BEGIN Records for this task

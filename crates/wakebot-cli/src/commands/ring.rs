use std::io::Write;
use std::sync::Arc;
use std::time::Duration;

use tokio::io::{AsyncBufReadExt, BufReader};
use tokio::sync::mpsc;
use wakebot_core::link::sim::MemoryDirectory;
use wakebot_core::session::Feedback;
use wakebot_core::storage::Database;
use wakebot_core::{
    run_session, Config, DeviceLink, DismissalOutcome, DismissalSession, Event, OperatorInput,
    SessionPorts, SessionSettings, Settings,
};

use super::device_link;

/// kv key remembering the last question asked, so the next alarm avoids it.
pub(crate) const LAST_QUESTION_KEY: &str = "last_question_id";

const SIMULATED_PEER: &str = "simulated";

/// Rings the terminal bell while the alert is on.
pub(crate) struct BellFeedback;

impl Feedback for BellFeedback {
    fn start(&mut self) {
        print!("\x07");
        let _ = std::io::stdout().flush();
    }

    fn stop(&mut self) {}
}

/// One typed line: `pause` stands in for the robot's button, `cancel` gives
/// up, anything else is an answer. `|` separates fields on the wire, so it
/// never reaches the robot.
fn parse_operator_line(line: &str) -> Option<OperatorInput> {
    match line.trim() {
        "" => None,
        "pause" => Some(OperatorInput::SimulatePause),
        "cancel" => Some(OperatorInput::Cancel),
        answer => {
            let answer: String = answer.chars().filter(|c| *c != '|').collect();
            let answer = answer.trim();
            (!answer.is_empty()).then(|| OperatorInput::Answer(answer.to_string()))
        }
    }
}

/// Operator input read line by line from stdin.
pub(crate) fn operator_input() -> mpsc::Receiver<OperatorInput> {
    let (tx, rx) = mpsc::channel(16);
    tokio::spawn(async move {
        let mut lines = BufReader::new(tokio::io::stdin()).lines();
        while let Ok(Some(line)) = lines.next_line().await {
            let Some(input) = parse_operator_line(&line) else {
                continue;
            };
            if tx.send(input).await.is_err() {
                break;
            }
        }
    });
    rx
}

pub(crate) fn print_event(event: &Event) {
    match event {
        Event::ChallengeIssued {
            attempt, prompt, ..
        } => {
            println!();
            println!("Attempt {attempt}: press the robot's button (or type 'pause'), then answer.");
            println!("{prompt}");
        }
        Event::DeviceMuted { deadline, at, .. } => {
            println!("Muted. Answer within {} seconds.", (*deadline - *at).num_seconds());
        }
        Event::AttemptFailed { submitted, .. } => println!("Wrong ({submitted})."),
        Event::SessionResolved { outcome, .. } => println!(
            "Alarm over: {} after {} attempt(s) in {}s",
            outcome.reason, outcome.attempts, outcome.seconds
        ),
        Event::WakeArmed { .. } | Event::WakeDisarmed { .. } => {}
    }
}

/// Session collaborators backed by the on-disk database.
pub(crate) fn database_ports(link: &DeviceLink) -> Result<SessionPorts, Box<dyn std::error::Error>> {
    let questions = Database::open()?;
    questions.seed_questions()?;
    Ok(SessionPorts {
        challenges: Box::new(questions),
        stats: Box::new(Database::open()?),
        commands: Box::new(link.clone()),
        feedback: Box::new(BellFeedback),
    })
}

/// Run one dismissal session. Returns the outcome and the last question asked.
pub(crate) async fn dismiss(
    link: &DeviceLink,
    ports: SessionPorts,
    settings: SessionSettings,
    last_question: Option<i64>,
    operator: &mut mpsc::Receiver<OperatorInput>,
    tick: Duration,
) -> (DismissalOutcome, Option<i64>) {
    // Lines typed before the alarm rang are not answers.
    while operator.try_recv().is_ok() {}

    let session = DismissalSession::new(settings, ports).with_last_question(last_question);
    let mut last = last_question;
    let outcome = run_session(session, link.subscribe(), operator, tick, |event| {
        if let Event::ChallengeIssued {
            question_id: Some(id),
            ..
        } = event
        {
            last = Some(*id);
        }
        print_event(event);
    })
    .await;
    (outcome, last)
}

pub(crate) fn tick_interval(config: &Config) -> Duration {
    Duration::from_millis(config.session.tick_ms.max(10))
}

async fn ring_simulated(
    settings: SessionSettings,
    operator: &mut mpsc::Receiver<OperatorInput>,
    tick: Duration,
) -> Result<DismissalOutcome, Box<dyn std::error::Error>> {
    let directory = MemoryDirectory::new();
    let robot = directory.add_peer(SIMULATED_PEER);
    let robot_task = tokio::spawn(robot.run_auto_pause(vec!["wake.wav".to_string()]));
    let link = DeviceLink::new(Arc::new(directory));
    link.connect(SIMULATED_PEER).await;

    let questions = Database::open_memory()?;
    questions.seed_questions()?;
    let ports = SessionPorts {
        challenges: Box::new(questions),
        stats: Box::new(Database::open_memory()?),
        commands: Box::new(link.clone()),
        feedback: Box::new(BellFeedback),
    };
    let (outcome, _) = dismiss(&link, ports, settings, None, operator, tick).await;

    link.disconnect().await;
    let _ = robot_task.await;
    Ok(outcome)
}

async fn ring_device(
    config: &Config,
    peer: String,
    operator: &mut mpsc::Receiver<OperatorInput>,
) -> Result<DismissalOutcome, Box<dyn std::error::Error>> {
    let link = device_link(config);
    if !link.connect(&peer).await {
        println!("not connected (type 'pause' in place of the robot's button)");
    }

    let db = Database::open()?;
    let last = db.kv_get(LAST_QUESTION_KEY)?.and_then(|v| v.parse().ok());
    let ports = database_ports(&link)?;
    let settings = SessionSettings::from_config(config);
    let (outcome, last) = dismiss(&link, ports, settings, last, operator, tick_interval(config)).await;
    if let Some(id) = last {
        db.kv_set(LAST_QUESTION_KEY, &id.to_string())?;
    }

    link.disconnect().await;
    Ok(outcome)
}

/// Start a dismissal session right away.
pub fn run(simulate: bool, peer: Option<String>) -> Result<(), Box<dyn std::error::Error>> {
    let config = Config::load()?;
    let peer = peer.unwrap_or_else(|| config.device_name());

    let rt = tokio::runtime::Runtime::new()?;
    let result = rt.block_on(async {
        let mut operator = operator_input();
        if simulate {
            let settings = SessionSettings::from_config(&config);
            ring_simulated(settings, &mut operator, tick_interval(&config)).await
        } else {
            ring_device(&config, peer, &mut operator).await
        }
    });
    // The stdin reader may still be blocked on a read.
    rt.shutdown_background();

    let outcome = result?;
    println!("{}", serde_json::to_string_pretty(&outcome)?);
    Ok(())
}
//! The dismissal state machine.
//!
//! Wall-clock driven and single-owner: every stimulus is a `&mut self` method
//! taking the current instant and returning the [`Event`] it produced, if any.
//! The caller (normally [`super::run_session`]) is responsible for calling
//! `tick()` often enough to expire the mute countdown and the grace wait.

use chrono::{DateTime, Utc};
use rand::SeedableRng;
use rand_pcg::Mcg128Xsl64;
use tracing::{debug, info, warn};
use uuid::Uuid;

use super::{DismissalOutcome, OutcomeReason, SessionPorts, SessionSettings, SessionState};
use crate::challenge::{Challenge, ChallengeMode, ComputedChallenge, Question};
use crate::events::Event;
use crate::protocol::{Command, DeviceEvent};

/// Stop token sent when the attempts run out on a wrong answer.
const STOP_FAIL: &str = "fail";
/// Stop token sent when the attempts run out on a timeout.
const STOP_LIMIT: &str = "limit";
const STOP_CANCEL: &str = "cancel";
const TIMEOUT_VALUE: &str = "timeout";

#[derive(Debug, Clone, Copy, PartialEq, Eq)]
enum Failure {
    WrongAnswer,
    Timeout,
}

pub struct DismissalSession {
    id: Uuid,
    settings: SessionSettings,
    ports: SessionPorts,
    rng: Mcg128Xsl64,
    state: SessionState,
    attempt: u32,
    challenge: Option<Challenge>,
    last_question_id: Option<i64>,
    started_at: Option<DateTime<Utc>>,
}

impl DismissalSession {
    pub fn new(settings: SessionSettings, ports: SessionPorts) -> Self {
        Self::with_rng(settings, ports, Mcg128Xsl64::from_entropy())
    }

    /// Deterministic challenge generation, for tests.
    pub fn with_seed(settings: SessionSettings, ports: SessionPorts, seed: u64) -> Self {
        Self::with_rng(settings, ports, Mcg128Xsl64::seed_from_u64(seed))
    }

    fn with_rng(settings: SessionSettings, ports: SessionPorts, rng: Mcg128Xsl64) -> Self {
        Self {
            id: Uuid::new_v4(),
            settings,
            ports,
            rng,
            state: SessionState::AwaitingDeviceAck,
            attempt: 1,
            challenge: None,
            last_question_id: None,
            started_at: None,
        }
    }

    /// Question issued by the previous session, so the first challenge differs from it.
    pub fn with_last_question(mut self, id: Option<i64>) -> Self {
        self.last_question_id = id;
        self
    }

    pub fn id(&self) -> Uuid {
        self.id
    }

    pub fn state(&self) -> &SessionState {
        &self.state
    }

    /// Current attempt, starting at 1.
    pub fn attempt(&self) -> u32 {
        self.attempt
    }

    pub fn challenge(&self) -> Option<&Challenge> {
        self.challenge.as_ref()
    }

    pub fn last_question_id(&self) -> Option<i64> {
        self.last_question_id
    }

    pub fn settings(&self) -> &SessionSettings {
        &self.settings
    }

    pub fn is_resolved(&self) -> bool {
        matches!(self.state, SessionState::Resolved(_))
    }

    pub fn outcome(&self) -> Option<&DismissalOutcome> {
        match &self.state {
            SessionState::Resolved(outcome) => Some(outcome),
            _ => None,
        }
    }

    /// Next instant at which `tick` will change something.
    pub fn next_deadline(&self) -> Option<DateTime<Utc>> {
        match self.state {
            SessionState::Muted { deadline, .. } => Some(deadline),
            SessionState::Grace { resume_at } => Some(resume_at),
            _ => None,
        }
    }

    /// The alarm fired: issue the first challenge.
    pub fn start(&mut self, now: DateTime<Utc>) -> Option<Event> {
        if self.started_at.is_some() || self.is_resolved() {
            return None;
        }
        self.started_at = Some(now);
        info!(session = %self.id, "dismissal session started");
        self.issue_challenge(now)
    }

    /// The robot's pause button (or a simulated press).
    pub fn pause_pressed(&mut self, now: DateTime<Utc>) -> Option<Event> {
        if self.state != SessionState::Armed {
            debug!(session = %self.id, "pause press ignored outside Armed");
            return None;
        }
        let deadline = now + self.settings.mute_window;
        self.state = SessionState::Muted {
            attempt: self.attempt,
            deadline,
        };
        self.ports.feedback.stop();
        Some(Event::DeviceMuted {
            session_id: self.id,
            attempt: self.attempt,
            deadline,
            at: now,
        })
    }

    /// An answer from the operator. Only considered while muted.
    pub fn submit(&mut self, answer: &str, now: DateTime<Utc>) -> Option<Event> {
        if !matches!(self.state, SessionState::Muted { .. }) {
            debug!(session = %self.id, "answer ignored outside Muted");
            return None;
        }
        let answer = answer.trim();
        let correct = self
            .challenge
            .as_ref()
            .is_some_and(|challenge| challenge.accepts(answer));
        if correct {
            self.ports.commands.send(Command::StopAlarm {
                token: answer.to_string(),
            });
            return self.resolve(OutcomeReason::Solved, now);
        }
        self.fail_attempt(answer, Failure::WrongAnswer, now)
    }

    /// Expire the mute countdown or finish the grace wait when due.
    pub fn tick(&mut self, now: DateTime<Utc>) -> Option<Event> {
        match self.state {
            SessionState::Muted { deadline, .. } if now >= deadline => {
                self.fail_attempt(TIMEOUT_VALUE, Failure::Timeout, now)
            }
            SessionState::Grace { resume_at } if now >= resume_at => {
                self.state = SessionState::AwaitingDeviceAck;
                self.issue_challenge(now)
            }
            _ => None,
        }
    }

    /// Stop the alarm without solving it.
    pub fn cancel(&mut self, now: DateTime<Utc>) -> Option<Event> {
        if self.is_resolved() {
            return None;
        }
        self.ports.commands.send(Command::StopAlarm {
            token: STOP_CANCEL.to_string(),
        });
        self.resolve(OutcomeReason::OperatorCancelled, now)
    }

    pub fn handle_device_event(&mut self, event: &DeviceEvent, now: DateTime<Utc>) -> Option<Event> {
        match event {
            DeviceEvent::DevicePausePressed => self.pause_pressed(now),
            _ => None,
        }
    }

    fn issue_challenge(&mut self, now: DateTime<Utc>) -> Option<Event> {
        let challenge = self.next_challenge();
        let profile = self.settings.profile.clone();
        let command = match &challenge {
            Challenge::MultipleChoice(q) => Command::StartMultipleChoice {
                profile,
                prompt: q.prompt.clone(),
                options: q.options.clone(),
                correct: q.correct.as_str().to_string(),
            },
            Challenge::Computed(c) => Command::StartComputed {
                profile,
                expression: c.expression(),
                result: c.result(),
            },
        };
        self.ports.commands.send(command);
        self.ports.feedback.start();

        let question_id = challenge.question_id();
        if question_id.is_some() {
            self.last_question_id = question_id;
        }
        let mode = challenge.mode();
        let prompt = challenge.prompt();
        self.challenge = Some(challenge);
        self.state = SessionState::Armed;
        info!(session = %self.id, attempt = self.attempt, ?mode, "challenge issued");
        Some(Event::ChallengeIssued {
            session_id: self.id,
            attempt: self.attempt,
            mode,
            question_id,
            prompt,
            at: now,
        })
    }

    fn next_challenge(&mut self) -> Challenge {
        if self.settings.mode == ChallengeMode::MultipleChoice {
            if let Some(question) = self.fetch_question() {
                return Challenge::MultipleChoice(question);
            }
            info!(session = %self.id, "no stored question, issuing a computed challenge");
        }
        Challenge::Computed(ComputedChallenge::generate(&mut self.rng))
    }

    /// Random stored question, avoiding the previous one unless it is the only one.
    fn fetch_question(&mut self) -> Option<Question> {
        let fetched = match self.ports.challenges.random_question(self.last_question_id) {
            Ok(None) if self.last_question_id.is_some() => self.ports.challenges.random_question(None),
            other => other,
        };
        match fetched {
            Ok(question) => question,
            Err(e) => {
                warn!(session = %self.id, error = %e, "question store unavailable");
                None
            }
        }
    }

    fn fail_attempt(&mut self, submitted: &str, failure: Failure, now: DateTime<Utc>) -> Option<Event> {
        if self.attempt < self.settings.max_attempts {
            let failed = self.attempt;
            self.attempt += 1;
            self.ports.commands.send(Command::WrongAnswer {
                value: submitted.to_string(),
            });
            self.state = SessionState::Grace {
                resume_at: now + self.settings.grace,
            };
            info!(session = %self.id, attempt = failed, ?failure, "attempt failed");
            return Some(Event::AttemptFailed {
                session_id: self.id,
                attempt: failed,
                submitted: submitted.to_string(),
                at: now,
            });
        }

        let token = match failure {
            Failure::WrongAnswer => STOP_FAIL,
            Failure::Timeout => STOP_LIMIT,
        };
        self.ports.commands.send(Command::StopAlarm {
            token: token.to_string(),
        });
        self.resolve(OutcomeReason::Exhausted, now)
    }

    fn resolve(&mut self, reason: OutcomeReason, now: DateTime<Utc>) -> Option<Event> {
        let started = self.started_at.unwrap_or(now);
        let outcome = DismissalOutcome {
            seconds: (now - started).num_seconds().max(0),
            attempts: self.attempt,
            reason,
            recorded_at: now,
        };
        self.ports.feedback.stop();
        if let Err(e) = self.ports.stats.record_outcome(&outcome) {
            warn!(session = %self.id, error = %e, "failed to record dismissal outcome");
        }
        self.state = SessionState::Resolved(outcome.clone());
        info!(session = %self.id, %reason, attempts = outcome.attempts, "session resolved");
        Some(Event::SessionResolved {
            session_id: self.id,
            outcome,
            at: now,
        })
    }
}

END Records for this task

== Exercise ==
Your answer should consist only of the lines above between the line holding "self.resolve(OutcomeReason::OperatorCancelled, now)" and the line holding "let prompt = challenge.prompt();", inclusive, each transcribed exactly.

== Task output ==
        self.resolve(OutcomeReason::OperatorCancelled, now)
    }

    pub fn handle_device_event(&mut self, event: &DeviceEvent, now: DateTime<Utc>) -> Option<Event> {
        match event {
            DeviceEvent::DevicePausePressed => self.pause_pressed(now),
            _ => None,
        }
    }

    fn issue_challenge(&mut self, now: DateTime<Utc>) -> Option<Event> {
        let challenge = self.next_challenge();
        let profile = self.settings.profile.clone();
        let command = match &challenge {
            Challenge::MultipleChoice(q) => Command::StartMultipleChoice {
                profile,
                prompt: q.prompt.clone(),
                options: q.options.clone(),
                correct: q.correct.as_str().to_string(),
            },
            Challenge::Computed(c) => Command::StartComputed {
                profile,
                expression: c.expression(),
                result: c.result(),
            },
        };
        self.ports.commands.send(command);
        self.ports.feedback.start();

        let question_id = challenge.question_id();
        if question_id.is_some() {
            self.last_question_id = question_id;
        }
        let mode = challenge.mode();
        let prompt = challenge.prompt();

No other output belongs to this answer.